Moniz then touched on global issues that he said will be pressing in the next 50 years. These issues include global warming, climate change, and clean energy solutions. Terrorism and extreme weather are linked to climate change, according to Moniz. He related the Boston Marathon bombings and massive snowfall in 2015 to a changing global climate. He also linked climate change and a struggling population of poor people across the world.

“The Jesuit tradition of advancing education and social justice brings these two threads together,” he said.

Moniz cited Pope Francis’ encyclical Laudato Si, in reference to the duty people face to help the poor and to be stewards of the Earth.

“Mother Earth is speaking more and more loudly, even though some choose to cover their ears and [pretend they] cannot hear,” Moniz said.

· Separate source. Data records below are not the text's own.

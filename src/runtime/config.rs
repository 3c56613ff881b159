//! Local server configuration.

use serde::{Deserialize, Serialize};
use std::time::Duration;

/// Configuration for the local proxy server.
#[derive(Debug, Clone, Serialize, Deserialize)]
pub struct ServerConfig {
    /// Host address to bind to.
    pub host: String,
    /// Port to listen on.
    pub port: u16,
    /// Path the function is mounted at; sub-paths route to it too.
    pub function_path: String,
    /// Whether to serve `/_health`.
    pub enable_health: bool,
    /// Maximum request body size in bytes.
    pub max_body_size: usize,
    /// Upstream request timeout in seconds. `None` keeps transport defaults.
    pub upstream_timeout: Option<u64>,
}

impl Default for ServerConfig {
    fn default() -> Self {
        Self {
            host: "127.0.0.1".to_string(),
            port: 8888,
            function_path: "/sheets-proxy".to_string(),
            enable_health: true,
            max_body_size: 10 * 1024 * 1024, // 10MB
            upstream_timeout: None,
        }
    }
}

impl ServerConfig {
    /// Create a new config with default values.
    pub fn new() -> Self {
        Self::default()
    }

    /// Set the host address.
    pub fn host(mut self, host: impl Into<String>) -> Self {
        self.host = host.into();
        self
    }

    /// Set the port.
    pub fn port(mut self, port: u16) -> Self {
        self.port = port;
        self
    }

    /// Set the function mount path. A leading slash is added and a trailing
    /// one removed.
    pub fn function_path(mut self, path: impl Into<String>) -> Self {
        let path = path.into();
        let trimmed = path.trim_matches('/');
        self.function_path = format!("/{}", trimmed);
        self
    }

    /// Enable or disable the health endpoint.
    pub fn enable_health(mut self, enabled: bool) -> Self {
        self.enable_health = enabled;
        self
    }

    /// Set the maximum request body size.
    pub fn max_body_size(mut self, bytes: usize) -> Self {
        self.max_body_size = bytes;
        self
    }

    /// Set the upstream timeout in seconds.
    pub fn upstream_timeout(mut self, seconds: Option<u64>) -> Self {
        self.upstream_timeout = seconds;
        self
    }

    /// Upstream timeout as a duration.
    pub fn upstream_timeout_duration(&self) -> Option<Duration> {
        self.upstream_timeout.map(Duration::from_secs)
    }

    /// Get the bind address.
    pub fn bind_addr(&self) -> String {
        format!("{}:{}", self.host, self.port)
    }

    /// Whether a request path is served by the function.
    pub fn routes_to_function(&self, path: &str) -> bool {
        if self.function_path == "/" {
            return true;
        }
        match path.strip_prefix(self.function_path.as_str()) {
            Some(rest) => rest.is_empty() || rest.starts_with('/'),
            None => false,
        }
    }
}
//! Entry validation: preflight short-circuit, method gate and required
//! query parameters, performed once before any forwarding logic runs.

use crate::http::{InboundRequest, Method};
use crate::proxy::error::{ProxyError, Result};
use bytes::Bytes;

/// The two methods that are forwarded upstream.
#[derive(Debug, Clone, Copy, PartialEq, Eq)]
pub enum ForwardMethod {
    Get,
    Post,
}

impl ForwardMethod {
    /// The equivalent `reqwest` method.
    pub fn as_reqwest(&self) -> reqwest::Method {
        match self {
            ForwardMethod::Get => reqwest::Method::GET,
            ForwardMethod::Post => reqwest::Method::POST,
        }
    }
}

impl std::fmt::Display for ForwardMethod {
    fn fmt(&self, f: &mut std::fmt::Formatter<'_>) -> std::fmt::Result {
        match self {
            ForwardMethod::Get => write!(f, "GET"),
            ForwardMethod::Post => write!(f, "POST"),
        }
    }
}

/// Outcome of admitting an inbound request.
#[derive(Debug, Clone, PartialEq, Eq)]
pub enum Admission {
    /// CORS preflight; answered locally.
    Preflight,
    /// A request to forward.
    Forward(ValidatedRequest),
}

/// An inbound request whose method and required parameters have been checked.
#[derive(Debug, Clone, PartialEq, Eq)]
pub struct ValidatedRequest {
    pub method: ForwardMethod,
    /// The `url` query parameter, not yet parsed.
    pub url: String,
    /// The `action` query parameter.
    pub action: String,
    /// Inbound Content-Type, if any.
    pub content_type: Option<String>,
    /// Inbound body; `None` when absent or empty.
    pub body: Option<Bytes>,
    pub is_base64_encoded: bool,
}

impl ValidatedRequest {
    /// Admit an inbound request or reject it.
    ///
    /// OPTIONS is admitted as a preflight regardless of parameters. Methods
    /// other than GET and POST fail with [`ProxyError::MethodNotAllowed`].
    /// Missing or empty `url`/`action` fail with [`ProxyError::Validation`].
    pub fn parse(request: &InboundRequest) -> Result<Admission> {
        let method = match request.method {
            Method::Options => return Ok(Admission::Preflight),
            Method::Get => ForwardMethod::Get,
            Method::Post => ForwardMethod::Post,
            _ => return Err(ProxyError::MethodNotAllowed),
        };

        let url = request.get_query("url");
        let action = request.get_query("action");
        let (url, action) = match (url, action) {
            (Some(url), Some(action)) => (url.to_string(), action.to_string()),
            (url, action) => {
                let missing: Vec<&str> = [("url", url), ("action", action)]
                    .into_iter()
                    .filter(|(_, value)| value.is_none())
                    .map(|(name, _)| name)
                    .collect();
                return Err(ProxyError::Validation(format!(
                    "Missing required query parameter(s): {}",
                    missing.join(", ")
                )));
            }
        };

        Ok(Admission::Forward(ValidatedRequest {
            method,
            url,
            action,
            content_type: request
                .get_header("content-type")
                .filter(|ct| !ct.is_empty())
                .map(str::to_string),
            body: request.body.clone().filter(|body| !body.is_empty()),
            is_base64_encoded: request.is_base64_encoded,
        }))
    }
}

#[cfg(test)]
mod tests {
    use super::*;

    const EXEC: &str = "https://script.google.com/macros/s/ABC/exec";

    #[test]
    fn test_options_is_preflight_without_params() {
        let req = InboundRequest::new(Method::Options, "/");
        assert_eq!(ValidatedRequest::parse(&req).unwrap(), Admission::Preflight);
    }

    #[test]
    fn test_other_methods_rejected_before_params() {
        for method in [
            Method::Put,
            Method::Delete,
            Method::Patch,
            Method::Head,
            Method::Other("TRACE".to_string()),
        ] {
            let req = InboundRequest::new(method, "/")
                .query("url", EXEC)
                .query("action", "getData");
            assert_eq!(
                ValidatedRequest::parse(&req).unwrap_err(),
                ProxyError::MethodNotAllowed
            );
        }
    }

    #[test]
    fn test_missing_params_named() {
        let none = InboundRequest::new(Method::Get, "/");
        assert_eq!(
            ValidatedRequest::parse(&none).unwrap_err(),
            ProxyError::Validation("Missing required query parameter(s): url, action".into())
        );

        let no_action = InboundRequest::new(Method::Post, "/").query("url", EXEC);
        assert_eq!(
            ValidatedRequest::parse(&no_action).unwrap_err(),
            ProxyError::Validation("Missing required query parameter(s): action".into())
        );

        let empty_url = InboundRequest::new(Method::Get, "/")
            .query("url", "")
            .query("action", "getData");
        assert_eq!(
            ValidatedRequest::parse(&empty_url).unwrap_err(),
            ProxyError::Validation("Missing required query parameter(s): url".into())
        );
    }

    #[test]
    fn test_valid_post_captures_body_and_content_type() {
        let req = InboundRequest::new(Method::Post, "/")
            .query("url", EXEC)
            .query("action", "saveData")
            .header("Content-Type", "text/plain")
            .body("{\"a\":1}");
        let Admission::Forward(valid) = ValidatedRequest::parse(&req).unwrap() else {
            panic!("expected a forwardable request");
        };
        assert_eq!(valid.method, ForwardMethod::Post);
        assert_eq!(valid.url, EXEC);
        assert_eq!(valid.action, "saveData");
        assert_eq!(valid.content_type.as_deref(), Some("text/plain"));
        assert_eq!(valid.body, Some(Bytes::from_static(b"{\"a\":1}")));
        assert!(!valid.is_base64_encoded);
    }

    #[test]
    fn test_empty_content_type_is_absent() {
        let req = InboundRequest::new(Method::Post, "/")
            .query("url", EXEC)
            .query("action", "saveData")
            .header("content-type", "")
            .body("{}");
        let Admission::Forward(valid) = ValidatedRequest::parse(&req).unwrap() else {
            panic!("expected a forwardable request");
        };
        assert!(valid.content_type.is_none());
    }

    #[test]
    fn test_empty_body_is_absent() {
        let req = InboundRequest::new(Method::Post, "/")
            .query("url", EXEC)
            .query("action", "saveData")
            .body("");
        let Admission::Forward(valid) = ValidatedRequest::parse(&req).unwrap() else {
            panic!("expected a forwardable request");
        };
        assert!(valid.body.is_none());
    }
}
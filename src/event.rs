//! Serverless invocation envelope.
//!
//! Function platforms hand a handler a JSON event describing the HTTP request
//! and expect a JSON result describing the reply. These types map that
//! envelope onto [`InboundRequest`] and [`ProxyResponse`].

use crate::http::{InboundRequest, Method, ProxyResponse};
use crate::proxy::{Forwarder, Upstream};
use bytes::Bytes;
use serde::{Deserialize, Serialize};
use std::collections::HashMap;

/// Inbound invocation event.
#[derive(Debug, Clone, Default, Serialize, Deserialize, PartialEq, Eq)]
#[serde(rename_all = "camelCase")]
pub struct FunctionEvent {
    pub http_method: String,
    #[serde(default)]
    pub path: String,
    #[serde(default)]
    pub query_string_parameters: Option<HashMap<String, String>>,
    #[serde(default)]
    pub headers: HashMap<String, String>,
    #[serde(default)]
    pub body: Option<String>,
    #[serde(default)]
    pub is_base64_encoded: bool,
}

impl From<FunctionEvent> for InboundRequest {
    fn from(event: FunctionEvent) -> Self {
        let path = if event.path.is_empty() {
            "/".to_string()
        } else {
            event.path
        };
        InboundRequest {
            method: Method::parse(&event.http_method),
            path,
            query: event.query_string_parameters.unwrap_or_default(),
            headers: event.headers,
            body: event.body.map(Bytes::from),
            is_base64_encoded: event.is_base64_encoded,
        }
    }
}

/// Invocation result returned to the platform.
#[derive(Debug, Clone, Serialize, Deserialize, PartialEq, Eq)]
#[serde(rename_all = "camelCase")]
pub struct FunctionResult {
    pub status_code: u16,
    pub headers: HashMap<String, String>,
    pub body: String,
    pub is_base64_encoded: bool,
}

impl From<ProxyResponse> for FunctionResult {
    fn from(response: ProxyResponse) -> Self {
        let body = response.text_body().unwrap_or_default();
        FunctionResult {
            status_code: response.status.into(),
            headers: response.headers,
            body,
            is_base64_encoded: false,
        }
    }
}

/// Run a single invocation.
pub async fn invoke<U: Upstream>(forwarder: &Forwarder<U>, event: FunctionEvent) -> FunctionResult {
    forwarder.handle(event.into()).await.into()
}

Moniz also mentioned climate refugees as another pressing issue that will become more prevalent in years to come. A few weeks prior to commencement, Climate Justice at Boston College had held a sleep-out in front of Leahy’s house to raise awareness for this issue and to call for the University to divest from fossil fuels. In the past few years, the group has been vocal on campus about the need for BC to become more active in the fight against climate change. The University has not announced a plan to divest or addressed Climate Justice’s concerns in any formal way.

After Moniz concluded his speech, the deans from each of the colleges awarded bachelor, master’s, and doctoral degrees to a graduate from each department as a degree for the class.

The ceremony concluded with “For Boston” playing as people exited the stadium.